Le processus d’octroi devrait être simplifié au maximum et mon optimisme réside dans le fait que nous ne partons pas d’une feuille blanche. Beaucoup de processus existent déjà grâce à l’expérience de l’EFSI, le plan Junker, et méritent seulement d’être optimisés.

Le Plan Juncker a montré que l’Union européenne sait mobiliser les fonds; n’y a-t-il pas néanmoins une insuffisance dans leur mise à disposition aux PME nécessiteuses?

Je pense que de gros efforts ont été réalisés dans la reprise et le renforcement de crédits octroyés par les banques européennes. Ce qui leur a permis de débloquer et faciliter les prêts aux PME et nous sommes même arrivés à une situation de disponibilité financière d’avant la crise.
Il faut cependant encore améliorer la fluidité et l’accompagnement des PME dans leur transformation digitale et énergétique.
Sur un autre sujet, les projets de financement d’infrastructures pour la production et la distribution énergétique sont relativement prêts, mais connaissent en effet des problèmes de finalisation des dossiers et de mise en œuvre opérationnelle. Toute une série d’embuches de dossiers et d’autorisations grippent encore le processus et c’est pour cela que 150 millions d’euros seront dédiés à la facilitation des projets de financement.

Quelles sont les retombées potentielles en termes de création d’emplois et de croissance?

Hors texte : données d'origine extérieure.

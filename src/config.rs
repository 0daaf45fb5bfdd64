//! Command-line configuration for the simulator.

use crate::simulation::SimulationParams;
use clap::{App, AppSettings, Arg, ArgMatches};
use std::ffi::OsString;
use std::time::Duration;

pub const DEFAULT_PORT: u16 = 4242;
pub const DEFAULT_BACKLOG: u32 = 3;
pub const DEFAULT_INTERVAL_MS: u64 = 500;
pub const DEFAULT_POWER_W: f64 = 2000.0;
pub const DEFAULT_TEMPERATURE_C: f64 = 20.0;
pub const DEFAULT_VOLUME_L: f64 = 200.0;
pub const GRAMS_PER_LITER: f64 = 1000.0;

#[derive(Debug, Clone, PartialEq)]
pub struct ServerConfig {
    pub port: u16,
    pub backlog: u32,
    pub status_interval: Duration,
}

impl Default for ServerConfig {
    fn default() -> Self {
        Self {
            port: DEFAULT_PORT,
            backlog: DEFAULT_BACKLOG,
            status_interval: Duration::from_millis(DEFAULT_INTERVAL_MS),
        }
    }
}

#[derive(Debug, Clone, PartialEq)]
pub struct SimulationConfig {
    pub heater_power_w: f64,
    /// Environment temperature, also used as the initial water temperature.
    pub ambient_temp_c: f64,
    pub water_volume_l: f64,
}

impl SimulationConfig {
    pub fn params(&self) -> SimulationParams {
        SimulationParams::new(
            self.water_volume_l * GRAMS_PER_LITER,
            self.heater_power_w,
            self.ambient_temp_c,
            self.ambient_temp_c,
        )
    }
}

impl Default for SimulationConfig {
    fn default() -> Self {
        Self {
            heater_power_w: DEFAULT_POWER_W,
            ambient_temp_c: DEFAULT_TEMPERATURE_C,
            water_volume_l: DEFAULT_VOLUME_L,
        }
    }
}

#[derive(Debug, Clone, PartialEq, Default)]
pub struct Config {
    pub verbose: bool,
    pub server: ServerConfig,
    pub simulation: SimulationConfig,
}

impl Config {
    pub fn from_args() -> Result<Self, clap::Error> {
        Self::parse_from(std::env::args_os())
    }

    pub fn parse_from<I, T>(args: I) -> Result<Self, clap::Error>
    where
        I: IntoIterator<Item = T>,
        T: Into<OsString> + Clone,
    {
        let matches = app().get_matches_from_safe(args)?;
        Self::from_matches(&matches)
    }

    fn from_matches(matches: &ArgMatches<'_>) -> Result<Self, clap::Error> {
        let defaults = Self::default();
        Ok(Self {
            verbose: matches.is_present("verbose"),
            server: ServerConfig {
                port: value_or(matches, "port", defaults.server.port)?,
                backlog: defaults.server.backlog,
                status_interval: Duration::from_millis(value_or(
                    matches,
                    "interval",
                    DEFAULT_INTERVAL_MS,
                )?),
            },
            simulation: SimulationConfig {
                heater_power_w: value_or(matches, "power", defaults.simulation.heater_power_w)?,
                ambient_temp_c: value_or(
                    matches,
                    "temperature",
                    defaults.simulation.ambient_temp_c,
                )?,
                water_volume_l: value_or(matches, "volume", defaults.simulation.water_volume_l)?,
            },
        })
    }
}

fn value_or<T>(matches: &ArgMatches<'_>, name: &str, default: T) -> Result<T, clap::Error>
where
    T: std::str::FromStr,
{
    match matches.value_of(name) {
        Some(raw) => raw.parse::<T>().map_err(|_| {
            clap::Error::with_description(
                &format!("invalid value '{}' for --{}", raw, name),
                clap::ErrorKind::InvalidValue,
            )
        }),
        None => Ok(default),
    }
}

fn validate_positive(v: String) -> Result<(), String> {
    match v.parse::<f64>() {
        Ok(n) if n.is_finite() && n > 0.0 => Ok(()),
        _ => Err("value must be a positive number".into()),
    }
}

fn validate_finite(v: String) -> Result<(), String> {
    match v.parse::<f64>() {
        Ok(n) if n.is_finite() => Ok(()),
        _ => Err("value must be a number".into()),
    }
}

fn app() -> App<'static, 'static> {
    // -V is taken by --Volume
    App::new("waterheater-sim")
        .setting(AppSettings::DisableVersion)
        .about("Water heating simulation with a line-based TCP control protocol")
        .arg(
            Arg::with_name("verbose")
                .short("v")
                .long("verbose")
                .help("Explain what is being done"),
        )
        .arg(
            Arg::with_name("interval")
                .short("i")
                .long("interval")
                .value_name("MS")
                .help("Status message interval in ms [default: 500]")
                .takes_value(true)
                .validator(|v| match v.parse::<u64>() {
                    Ok(ms) if ms > 0 => Ok(()),
                    _ => Err("Interval must be a positive number of milliseconds".into()),
                }),
        )
        .arg(
            Arg::with_name("port")
                .short("p")
                .long("port")
                .value_name("PORT")
                .help("Port for incoming connections [default: 4242]")
                .takes_value(true)
                .validator(|v| match v.parse::<u16>() {
                    Ok(_) => Ok(()),
                    Err(_) => Err("Port must be between 0 and 65535".into()),
                }),
        )
        .arg(
            Arg::with_name("power")
                .short("P")
                .long("Power")
                .value_name("WATT")
                .help("Heating power in Watt [default: 2000]")
                .takes_value(true)
                .validator(validate_finite),
        )
        .arg(
            Arg::with_name("temperature")
                .short("T")
                .long("Temperature")
                .value_name("CELSIUS")
                .help("Environmental temperature in °C [default: 20]")
                .takes_value(true)
                .allow_hyphen_values(true)
                .validator(validate_finite),
        )
        .arg(
            Arg::with_name("volume")
                .short("V")
                .long("Volume")
                .value_name("LITER")
                .help("Amount of water in l [default: 200]")
                .takes_value(true)
                .validator(validate_positive),
        )
}
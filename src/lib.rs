//! # Water Heater Simulator
//!
//! Simulates the water temperature of an electric water heater in continuous
//! time and exposes live control and status over a line-based TCP protocol.
//!
//! ## Features
//!
//! - **Continuous-time thermal model**: heating by electric power, Newton
//!   cooling towards the environment, automatic cut-off at boiling point
//! - **Background update loop**: a dedicated thread integrating every ~100 µs
//! - **Concurrent sessions**: any number of clients observe and control the
//!   same simulation
//! - **Periodic status push**: every client receives a status line at a
//!   configurable interval
//!
//! ## Quick Start
//!
//! ```rust
//! use waterheater::simulation::{Mode, Simulation, SimulationParams};
//!
//! let params = SimulationParams::new(200_000.0, 2000.0, 20.0, 20.0);
//! let sim = Simulation::new(params).unwrap();
//! sim.start().unwrap();
//! sim.set_mode(Mode::Heating);
//!
//! let snapshot = sim.snapshot();
//! println!("{} °C", snapshot.water_temp_c);
//!
//! sim.stop();
//! sim.join();
//! ```
//!
//! ## Architecture
//!
//! - [`clock`] - Nanosecond wall-clock source
//! - [`simulation`] - Thermal model and update loop
//! - [`protocol`] - Line protocol parsing and formatting
//! - [`session`] - Per-connection command handler and status broadcaster
//! - [`server`] - Connection acceptor
//! - [`config`] - Command-line configuration and defaults

#![warn(clippy::all)]
#![warn(clippy::pedantic)]
#![allow(clippy::module_name_repetitions)]
#![allow(clippy::cast_possible_truncation)]
#![allow(clippy::cast_sign_loss)]
#![allow(clippy::cast_precision_loss)]

pub mod clock;
pub mod config;
pub mod protocol;
pub mod server;
pub mod session;
pub mod simulation;

pub use config::Config;
pub use server::Server;
pub use session::Session;
pub use simulation::{Mode, Simulation, SimulationParams, Snapshot};
use std::net::SocketAddr;
use std::sync::Arc;
use std::time::Duration;
use tokio::io::{AsyncBufReadExt, AsyncWriteExt, BufReader, Lines};
use tokio::net::tcp::{OwnedReadHalf, OwnedWriteHalf};
use tokio::net::{TcpListener, TcpStream};
use tokio::time::timeout;
use waterheater::clock::ManualClock;
use waterheater::config::ServerConfig;
use waterheater::protocol::parse_status;
use waterheater::server::Server;
use waterheater::session::Session;
use waterheater::simulation::{Mode, Simulation, SimulationParams, Snapshot};

const QUIET_INTERVAL: Duration = Duration::from_secs(3600);
const READ_TIMEOUT: Duration = Duration::from_secs(5);

fn manual_sim() -> (Arc<Simulation>, ManualClock) {
    let clock = ManualClock::new(1_000_000_000);
    let params = SimulationParams::new(200_000.0, 2000.0, 20.0, 20.0);
    let sim = Simulation::with_clock(params, clock.clone()).unwrap();
    (Arc::new(sim), clock)
}

async fn spawn_server(sim: Arc<Simulation>, status_interval: Duration) -> SocketAddr {
    let listener = TcpListener::bind("127.0.0.1:0").await.unwrap();
    let config = ServerConfig {
        port: 0,
        status_interval,
        ..ServerConfig::default()
    };
    let server = Server::from_listener(listener, sim, config);
    let addr = server.local_addr().unwrap();
    tokio::spawn(server.run());
    addr
}

struct Client {
    lines: Lines<BufReader<OwnedReadHalf>>,
    writer: OwnedWriteHalf,
}

impl Client {
    /// Connects and consumes the status line pushed on connect.
    async fn connect(addr: SocketAddr) -> Self {
        let stream = TcpStream::connect(addr).await.unwrap();
        let (reader, writer) = stream.into_split();
        let mut client = Self {
            lines: BufReader::new(reader).lines(),
            writer,
        };
        let greeting = client.read_line().await;
        assert!(greeting.starts_with("status "), "unexpected greeting: {}", greeting);
        client
    }

    async fn read_line(&mut self) -> String {
        timeout(READ_TIMEOUT, self.lines.next_line())
            .await
            .expect("timed out waiting for a line")
            .unwrap()
            .expect("connection closed")
    }

    async fn send(&mut self, raw: &str) -> String {
        self.writer.write_all(raw.as_bytes()).await.unwrap();
        self.read_line().await
    }

    async fn status(&mut self, raw: &str) -> Snapshot {
        let line = self.send(raw).await;
        parse_status(&line).unwrap()
    }

    /// Skips broadcast lines until one reports `mode`.
    async fn await_mode(&mut self, mode: Mode) -> Snapshot {
        let lines = &mut self.lines;
        let wait = async {
            loop {
                let line = lines.next_line().await.unwrap().expect("connection closed");
                let snapshot = parse_status(&line).unwrap();
                if snapshot.mode == mode {
                    return snapshot;
                }
            }
        };
        timeout(READ_TIMEOUT, wait).await.expect("timed out waiting for mode")
    }
}

#[tokio::test]
async fn test_control_and_request_round_trip() {
    let (sim, _clock) = manual_sim();
    let addr = spawn_server(Arc::clone(&sim), QUIET_INTERVAL).await;
    let mut client = Client::connect(addr).await;

    assert_eq!(client.status("control on\n").await.mode, Mode::Heating);
    assert_eq!(client.status("request\n").await.mode, Mode::Heating);
    assert_eq!(sim.snapshot().mode, Mode::Heating);

    assert_eq!(client.status("control off\n").await.mode, Mode::Cooling);
    assert_eq!(client.status("request\n").await.mode, Mode::Cooling);
    assert_eq!(sim.snapshot().mode, Mode::Cooling);
}

#[tokio::test]
async fn test_status_line_format() {
    let (sim, _clock) = manual_sim();
    let addr = spawn_server(sim, QUIET_INTERVAL).await;
    let mut client = Client::connect(addr).await;

    assert_eq!(client.send("request\n").await, "status 20.000000 OFF 1000000000");
    assert_eq!(client.send("control on\n").await, "status 20.000000 ON 1000000000");
}

#[tokio::test]
async fn test_commands_are_case_insensitive_and_accept_crlf() {
    let (sim, _clock) = manual_sim();
    let addr = spawn_server(sim, QUIET_INTERVAL).await;
    let mut client = Client::connect(addr).await;

    assert_eq!(client.status("CONTROL ON\r\n").await.mode, Mode::Heating);
    assert_eq!(client.status("Control Off\r\n").await.mode, Mode::Cooling);
    assert_eq!(client.status("ReQuEsT\r\n").await.mode, Mode::Cooling);
}

#[tokio::test]
async fn test_unknown_command_replies_error() {
    let (sim, _clock) = manual_sim();
    let before = sim.snapshot();
    let addr = spawn_server(Arc::clone(&sim), QUIET_INTERVAL).await;
    let mut client = Client::connect(addr).await;

    assert_eq!(client.send("foobar\n").await, "error");
    assert_eq!(client.send("\n").await, "error");
    assert_eq!(sim.snapshot(), before);

    // the connection stays usable
    assert_eq!(client.status("request\n").await.mode, Mode::Cooling);
}

#[tokio::test]
async fn test_oversized_line_replies_error() {
    let (sim, _clock) = manual_sim();
    let addr = spawn_server(sim, QUIET_INTERVAL).await;
    let mut client = Client::connect(addr).await;

    let long = format!("{}\n", "x".repeat(2048));
    assert_eq!(client.send(&long).await, "error");

    // the rest of the long line is dropped, not answered again
    assert_eq!(client.status("request\n").await.mode, Mode::Cooling);

    let longest = format!("request{}\r\n", " ".repeat(505));
    assert_eq!(client.status(&longest).await.mode, Mode::Cooling);
}

#[tokio::test]
async fn test_unterminated_flood_is_rejected_before_newline() {
    let (sim, _clock) = manual_sim();
    let (client, server) = tokio::io::duplex(1024);
    let (server_read, server_write) = tokio::io::split(server);
    let session = Session::new(sim, "127.0.0.1:9".parse().unwrap(), QUIET_INTERVAL);
    let handle = tokio::spawn(session.run(server_read, server_write));

    let (client_read, mut client_write) = tokio::io::split(client);
    let mut lines = BufReader::new(client_read).lines();

    // far more than the line limit, and no terminator yet
    let chunk = vec![b'x'; 64 * 1024];
    for _ in 0..16 {
        timeout(READ_TIMEOUT, client_write.write_all(&chunk)).await.unwrap().unwrap();
    }

    let mut saw_error = false;
    for _ in 0..2 {
        let line = timeout(READ_TIMEOUT, lines.next_line()).await.unwrap().unwrap().unwrap();
        if line == "error" {
            saw_error = true;
            break;
        }
        assert!(parse_status(&line).is_ok(), "unexpected line: {}", line);
    }
    assert!(saw_error);

    // finishing the flood and sending a command gets a normal reply
    client_write.write_all(b"\ncontrol on\n").await.unwrap();
    loop {
        let line = timeout(READ_TIMEOUT, lines.next_line()).await.unwrap().unwrap().unwrap();
        assert_ne!(line, "error");
        if parse_status(&line).unwrap().mode == Mode::Heating {
            break;
        }
    }

    client_write.shutdown().await.unwrap();
    let result = timeout(READ_TIMEOUT, handle).await.unwrap().unwrap();
    assert!(result.is_ok());
}

#[tokio::test]
async fn test_heating_scenario_over_the_wire() {
    let (sim, clock) = manual_sim();
    let addr = spawn_server(Arc::clone(&sim), QUIET_INTERVAL).await;
    let mut client = Client::connect(addr).await;

    client.status("control on\n").await;
    clock.advance_secs(36.0);
    sim.step().unwrap();

    let snapshot = client.status("request\n").await;
    assert!((snapshot.water_temp_c - 20.086_083).abs() < 1e-5);
    assert_eq!(snapshot.mode, Mode::Heating);
    assert_eq!(snapshot.timestamp_ns, 37_000_000_000);
}

#[tokio::test]
async fn test_status_is_broadcast_periodically() {
    let (sim, _clock) = manual_sim();
    let addr = spawn_server(sim, Duration::from_millis(20)).await;
    let mut client = Client::connect(addr).await;

    for _ in 0..3 {
        let line = client.read_line().await;
        assert!(parse_status(&line).is_ok(), "not a status line: {}", line);
    }
}

#[tokio::test]
async fn test_control_is_visible_to_other_sessions() {
    let (sim, _clock) = manual_sim();
    let addr = spawn_server(Arc::clone(&sim), QUIET_INTERVAL).await;

    let mut first = Client::connect(addr).await;
    let mut second = Client::connect(addr).await;
    let mut controller = Client::connect(addr).await;

    assert_eq!(controller.status("control on\n").await.mode, Mode::Heating);
    let (a, b) = tokio::join!(first.status("request\n"), second.status("request\n"));
    assert_eq!(a.mode, Mode::Heating);
    assert_eq!(b.mode, Mode::Heating);

    assert_eq!(controller.status("control off\n").await.mode, Mode::Cooling);
    let (a, b) = tokio::join!(first.status("request\n"), second.status("request\n"));
    assert_eq!(a.mode, Mode::Cooling);
    assert_eq!(b.mode, Mode::Cooling);
}

#[tokio::test]
async fn test_disconnect_does_not_affect_other_sessions() {
    let (sim, _clock) = manual_sim();
    let addr = spawn_server(sim, Duration::from_millis(10)).await;

    let leaving = Client::connect(addr).await;
    let mut staying = Client::connect(addr).await;
    drop(leaving);

    tokio::time::sleep(Duration::from_millis(50)).await;
    staying.writer.write_all(b"control on\n").await.unwrap();
    assert_eq!(staying.await_mode(Mode::Heating).await.mode, Mode::Heating);

    // broadcasts keep arriving after the other client left
    let line = staying.read_line().await;
    assert!(parse_status(&line).is_ok(), "not a status line: {}", line);
}

#[tokio::test]
async fn test_session_ends_when_peer_closes() {
    let (sim, _clock) = manual_sim();
    let (client, server) = tokio::io::duplex(1024);
    let (server_read, server_write) = tokio::io::split(server);
    let session = Session::new(sim, "127.0.0.1:9".parse().unwrap(), Duration::from_millis(5));

    let handle = tokio::spawn(session.run(server_read, server_write));

    let (client_read, mut client_write) = tokio::io::split(client);
    let mut lines = BufReader::new(client_read).lines();
    client_write.write_all(b"control on\n").await.unwrap();

    let mut saw_on = false;
    for _ in 0..10 {
        let line = timeout(READ_TIMEOUT, lines.next_line()).await.unwrap().unwrap().unwrap();
        if parse_status(&line).unwrap().mode == Mode::Heating {
            saw_on = true;
            break;
        }
    }
    assert!(saw_on);

    // closing our write half ends the handler; the broadcaster is joined with it
    client_write.shutdown().await.unwrap();
    let result = timeout(READ_TIMEOUT, handle).await.unwrap().unwrap();
    assert!(result.is_ok());
}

Répondre à cette question relèverait plus de la boule de cristal que du raisonnement économique. Dans la mesure où la transformation digitale n’en est qu’à ses prémices, il est extrêmement difficile de prévoir les évolutions de nos métiers et la création de ceux de demain. C’est pour cela que l’un des objectifs d’Invest EU est d’améliorer les compétences des Européens afin d’être équipé au mieux face au processus de transformation.
Pour ce qui est de la croissance économique, l’objectif principal est moins l’augmentation du taux que la transformation de notre modèle économique face au changement climatique. N’oublions pas qu’abolir les énergies fossiles d’ici 2050, ne nous laisse qu’une toute petite fenêtre de réussite.
Il est certain que cette transformation va créer des opportunités d’emplois dont nos sociétés ont besoin pour réabsorber le niveau de chômage qui reste encore trop élevé.